Альтернативность двух обозначенных позиций в вопросе о трагизме XX столетия – поверхностной, субъективистской, вульгаризаторской, с одной стороны, и саморефлексивной, «раздумчивой», ведущей к полноте смысла и полноценному нравственноэстетическому катарсису, с другой – кажется мне очевидной.
Наши мыслящие современники стремятся охватить, выразить всё катастрофическое содержание XX столетия единым словом, именем, формулой. «XX век – век величайших трагедий» – одно из первых наименований в этом ряду.
Рядом с этим определением есть еще одно: «Век масс». С. А. Левицкий, ученик и последователь Н. О. Лосского, в своей «Трагедии свободы» пишет: «Выход масс на авансцену истории, и в связи с этим пробуждение массовой психологии, столь легко переходящей в массовую психопатологию…» – вот еще один фактор, источник «трагедизации мировой истории»[438].
Нередко в аналогичном контексте можно услышать и третью «крылатую» формулу: «Век невиданной манипуляции массовым сознанием».
Между тремя приведенными обозначениями века ХХ-го, на первый взгдяд, мало общего, каждое как будто говорит только о своем. В действительности, все они взаимосвязаны и характеризуют одну и ту же сущность.
Сознание миллионов участников исторического процесса в наше время часто неадекватно объективному значению их собственных деяний. Я говорю о распаде, несоответствии друг другу объективно-трагического содержания событий, и характера, глубины их осознания и переживания субъектом (индивидуальным и социальным). И в этом состоит одна из характернейших граней трагизма, присущего XX веку.
Сам факт существования такого зазора создает возможности для односторонних, а то и откровенно тенденциозных интерпретаций исторических событий и соответствующих образов искусства. (Для управления общественным сознанием, манипулирования им). К этому причастны не только «верхи» и «низы», но и прослойка между ними – «интеллектуалы», интеллигенция. Рядом с идеологизмом «чистой воды» могут соседствовать и самые искренние заблуждения.
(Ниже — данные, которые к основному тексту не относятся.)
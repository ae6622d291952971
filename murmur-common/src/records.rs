//! Record types carried on the durable log
//!
//! One record kind per topic, all keyed by the UUID assigned at upload time.
//! The set is closed: the `Record` trait is sealed so the reader/writer
//! generics cannot be instantiated with arbitrary types.

use serde::{de::DeserializeOwned, Deserialize, Serialize};
use uuid::Uuid;

use crate::error::Error;

mod sealed {
    pub trait Sealed {}
    impl Sealed for super::UploadedRecord {}
    impl Sealed for super::TranscribedRecord {}
    impl Sealed for super::SummarizedRecord {}
}

/// Marker for the closed set of wire record kinds.
pub trait Record:
    sealed::Sealed + Serialize + DeserializeOwned + Clone + Send + Sync + std::fmt::Debug + 'static
{
    /// Artifact UUID this record belongs to.
    fn uuid(&self) -> Uuid;
}

/// Per-artifact processing progress. Monotonically non-decreasing in the
/// metadata store. Carried on the wire only as the raw integer inside
/// `UploadUpdate`.
#[derive(Debug, Clone, Copy, PartialEq, Eq, PartialOrd, Ord)]
#[repr(i64)]
pub enum Status {
    Uploaded = 0,
    Transcribed = 1,
    Summarized = 2,
}

impl Status {
    pub fn as_i64(self) -> i64 {
        self as i64
    }
}

impl TryFrom<i64> for Status {
    type Error = Error;

    fn try_from(value: i64) -> Result<Self, Self::Error> {
        match value {
            0 => Ok(Status::Uploaded),
            1 => Ok(Status::Transcribed),
            2 => Ok(Status::Summarized),
            other => Err(Error::Internal(format!("unknown status value {other}"))),
        }
    }
}

/// Mutable file metadata attached to an upload announcement.
#[derive(Debug, Clone, PartialEq, Eq, Serialize, Deserialize)]
pub struct UploadUpdate {
    pub user_id: i64,
    /// Original file name without extension
    pub og_file_name: String,
    /// Original extension including the dot (".mp4")
    pub og_extension: String,
    pub status: i64,
}

/// Announcement on the `uploaded` topic: a new artifact landed in blob
/// storage and is ready for transcription.
#[derive(Debug, Clone, PartialEq, Eq, Serialize, Deserialize)]
pub struct UploadedRecord {
    pub uuid: Uuid,
    /// Blob-storage bucket holding the converted audio object
    pub bucket: String,
    pub update: UploadUpdate,
}

/// Announcement on the `transcribed` topic: transcription output for an
/// artifact.
#[derive(Debug, Clone, PartialEq, Eq, Serialize, Deserialize)]
pub struct TranscribedRecord {
    pub uuid: Uuid,
    pub text: String,
    pub language: String,
}

/// Announcement on the `summarized` topic: summary output for an artifact.
#[derive(Debug, Clone, PartialEq, Eq, Serialize, Deserialize)]
pub struct SummarizedRecord {
    pub uuid: Uuid,
    pub text: String,
}

impl Record for UploadedRecord {
    fn uuid(&self) -> Uuid {
        self.uuid
    }
}

impl Record for TranscribedRecord {
    fn uuid(&self) -> Uuid {
        self.uuid
    }
}

impl Record for SummarizedRecord {
    fn uuid(&self) -> Uuid {
        self.uuid
    }
}

#[cfg(test)]
mod tests {
    use super::*;

    fn uploaded() -> UploadedRecord {
        UploadedRecord {
            uuid: Uuid::new_v4(),
            bucket: "audio-input".to_string(),
            update: UploadUpdate {
                user_id: 42,
                og_file_name: "lecture-03".to_string(),
                og_extension: ".mp4".to_string(),
                status: 0,
            },
        }
    }

    #[test]
    fn uploaded_round_trip() {
        let rec = uploaded();
        let bytes = serde_json::to_vec(&rec).unwrap();
        let back: UploadedRecord = serde_json::from_slice(&bytes).unwrap();
        assert_eq!(rec, back);
    }

    #[test]
    fn uploaded_wire_shape_is_nested() {
        let rec = uploaded();
        let value: serde_json::Value = serde_json::to_value(&rec).unwrap();
        assert!(value.get("uuid").is_some());
        assert!(value.get("bucket").is_some());
        let update = value.get("update").expect("nested update object");
        assert_eq!(update.get("user_id").unwrap(), 42);
        assert_eq!(update.get("og_file_name").unwrap(), "lecture-03");
        assert_eq!(update.get("og_extension").unwrap(), ".mp4");
        assert_eq!(update.get("status").unwrap(), 0);
    }

    #[test]
    fn transcribed_round_trip() {
        let rec = TranscribedRecord {
            uuid: Uuid::new_v4(),
            text: "hello world".to_string(),
            language: "en".to_string(),
        };
        let bytes = serde_json::to_vec(&rec).unwrap();
        let back: TranscribedRecord = serde_json::from_slice(&bytes).unwrap();
        assert_eq!(rec, back);
    }

    #[test]
    fn summarized_round_trip() {
        let rec = SummarizedRecord {
            uuid: Uuid::new_v4(),
            text: "tl;dr".to_string(),
        };
        let bytes = serde_json::to_vec(&rec).unwrap();
        let back: SummarizedRecord = serde_json::from_slice(&bytes).unwrap();
        assert_eq!(rec, back);
    }

    #[test]
    fn status_ordering_is_monotonic() {
        assert!(Status::Uploaded < Status::Transcribed);
        assert!(Status::Transcribed < Status::Summarized);
        assert_eq!(Status::try_from(1).unwrap(), Status::Transcribed);
        assert!(Status::try_from(3).is_err());
    }
}
//! murmur-summarizer configuration

use serde::Deserialize;

use murmur_common::config::{ReaderConfig, StageConfig, WriterConfig};

#[derive(Debug, Clone, Deserialize)]
pub struct Config {
    /// Consumer side: the `transcribed` topic
    pub reader: ReaderConfig,
    /// Producer side: the `summarized` topic
    pub writer: WriterConfig,
    #[serde(default = "default_stage")]
    pub stage: StageConfig,
    pub llm: LlmConfig,
}

/// External chat-completion service.
#[derive(Debug, Clone, Deserialize)]
pub struct LlmConfig {
    /// Chat-completions endpoint
    pub api_url: String,
    pub model: String,
    /// Bearer token, if the endpoint requires one
    #[serde(default)]
    pub api_key: Option<String>,
    #[serde(default = "default_system_prompt")]
    pub system_prompt: String,
}

fn default_stage() -> StageConfig {
    // LLM calls are I/O-dominated; a large pool keeps throughput up.
    StageConfig {
        workers: 16,
        ..StageConfig::default()
    }
}

fn default_system_prompt() -> String {
    "Summarize the following transcript concisely, keeping key decisions and action items."
        .to_string()
}

#[cfg(test)]
mod tests {
    use super::*;

    #[test]
    fn config_parses() {
        let cfg: Config = toml::from_str(
            r#"
            [reader]
            brokers = ["localhost:9092"]
            topic = "transcribed"
            group_id = "murmur-summarizer"

            [writer]
            brokers = ["localhost:9092"]
            topic = "summarized"
            client_id = "murmur-summarizer"

            [llm]
            api_url = "https://api.openai.com/v1/chat/completions"
            model = "gpt-4o-mini"
            "#,
        )
        .unwrap();
        assert_eq!(cfg.stage.workers, 16);
        assert!(cfg.llm.api_key.is_none());
        assert!(cfg.llm.system_prompt.contains("Summarize"));
    }
}
//! Durable-queue writer
//!
//! Produces one record kind to one topic. Writes are fire-and-forget: the
//! call enqueues into the producer's buffer and returns immediately, leaving
//! transient failures to the producer's internal retry policy. Only definite
//! failures (serialization, size violation, full local queue) surface
//! synchronously; delivery failures after retries are logged by an observer
//! task.

use std::marker::PhantomData;
use std::time::Duration;

use rdkafka::config::ClientConfig;
use rdkafka::producer::{FutureProducer, FutureRecord, Producer};
use tracing::warn;

use crate::config::WriterConfig;
use crate::error::{Error, Result};
use crate::records::Record;

const ALIVE_PROBE_TIMEOUT: Duration = Duration::from_secs(2);

/// Generic producer for one topic.
pub struct Writer<T: Record> {
    producer: FutureProducer,
    topic: String,
    _kind: PhantomData<fn(T)>,
}

impl<T: Record> Writer<T> {
    pub fn new(cfg: &WriterConfig) -> Result<Self> {
        let producer: FutureProducer = ClientConfig::new()
            .set("bootstrap.servers", cfg.brokers.join(","))
            .set("client.id", &cfg.client_id)
            .set("message.send.max.retries", cfg.retries.to_string())
            .set("message.max.bytes", cfg.max_message_bytes.to_string())
            .set("acks", cfg.acks.as_broker_str())
            .set("compression.codec", cfg.compression.as_broker_str())
            .set("message.timeout.ms", cfg.timeout_ms.to_string())
            .create()?;

        Ok(Writer {
            producer,
            topic: cfg.topic.clone(),
            _kind: PhantomData,
        })
    }

    /// Bounded-timeout connectivity probe against the broker.
    pub fn check_alive(&self) -> Result<()> {
        self.producer
            .client()
            .fetch_metadata(None, ALIVE_PROBE_TIMEOUT)
            .map(|_| ())
            .map_err(Error::from)
    }

    /// Enqueue one record. Messages are sent unkeyed so the partitioner
    /// spreads them across partitions.
    pub fn write(&self, record: &T) -> Result<()> {
        let payload = serde_json::to_vec(record)
            .map_err(|e| Error::Internal(format!("encode record: {e}")))?;

        let message = FutureRecord::<(), _>::to(&self.topic).payload(&payload);

        match self.producer.send_result(message) {
            Ok(delivery) => {
                let topic = self.topic.clone();
                let uuid = record.uuid();
                tokio::spawn(async move {
                    match delivery.await {
                        Ok(Ok(_)) => {}
                        Ok(Err((e, _))) => {
                            warn!(topic, %uuid, error = %e, "record delivery failed");
                        }
                        Err(_) => {
                            warn!(topic, %uuid, "record delivery cancelled");
                        }
                    }
                });
                Ok(())
            }
            Err((e, _)) => Err(e.into()),
        }
    }
}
Отличить одно от другого бывает не так-то просто.
Один такой пограничный эпизод имеет прямое отношение к трагическому чувству как компоненту общественного и художественного сознания (правда, взятому в ракурсе историческом, ретроспективном).
Не так давно, в дни 800-летнего юбилея «Слова о полку Игореве», который пришелся на 1985 год, специалист-литературовед опубликовал статью об этом поэтическом памятнике, в которой заявил: «…Встречающееся в литературе о «Слове» представление, что в нем изображена «трагедия» 1185 года, является обычной модернизацией памятника»[439]. Иначе говоря, для своего времени, т. е. XII века, «Слово» не имело и не могло иметь трагического пафоса и, соответственно, трагического резонанса. Аргументы? Во-первых, примитивная княжеско-дружинная публика явно не дотягивала, по мнению ученого-русиста, до уровня трагического восприятия. А во-вторых, Автор «Слова», сын феодального строя, хотя и печалился по поводу поражений и потерь русичей, но до степени потрясения не дошел, поскольку подлинным несчастьем тогда считалась только смерть князя. Князь Игорь же остался жив, следовательно… (см. выше).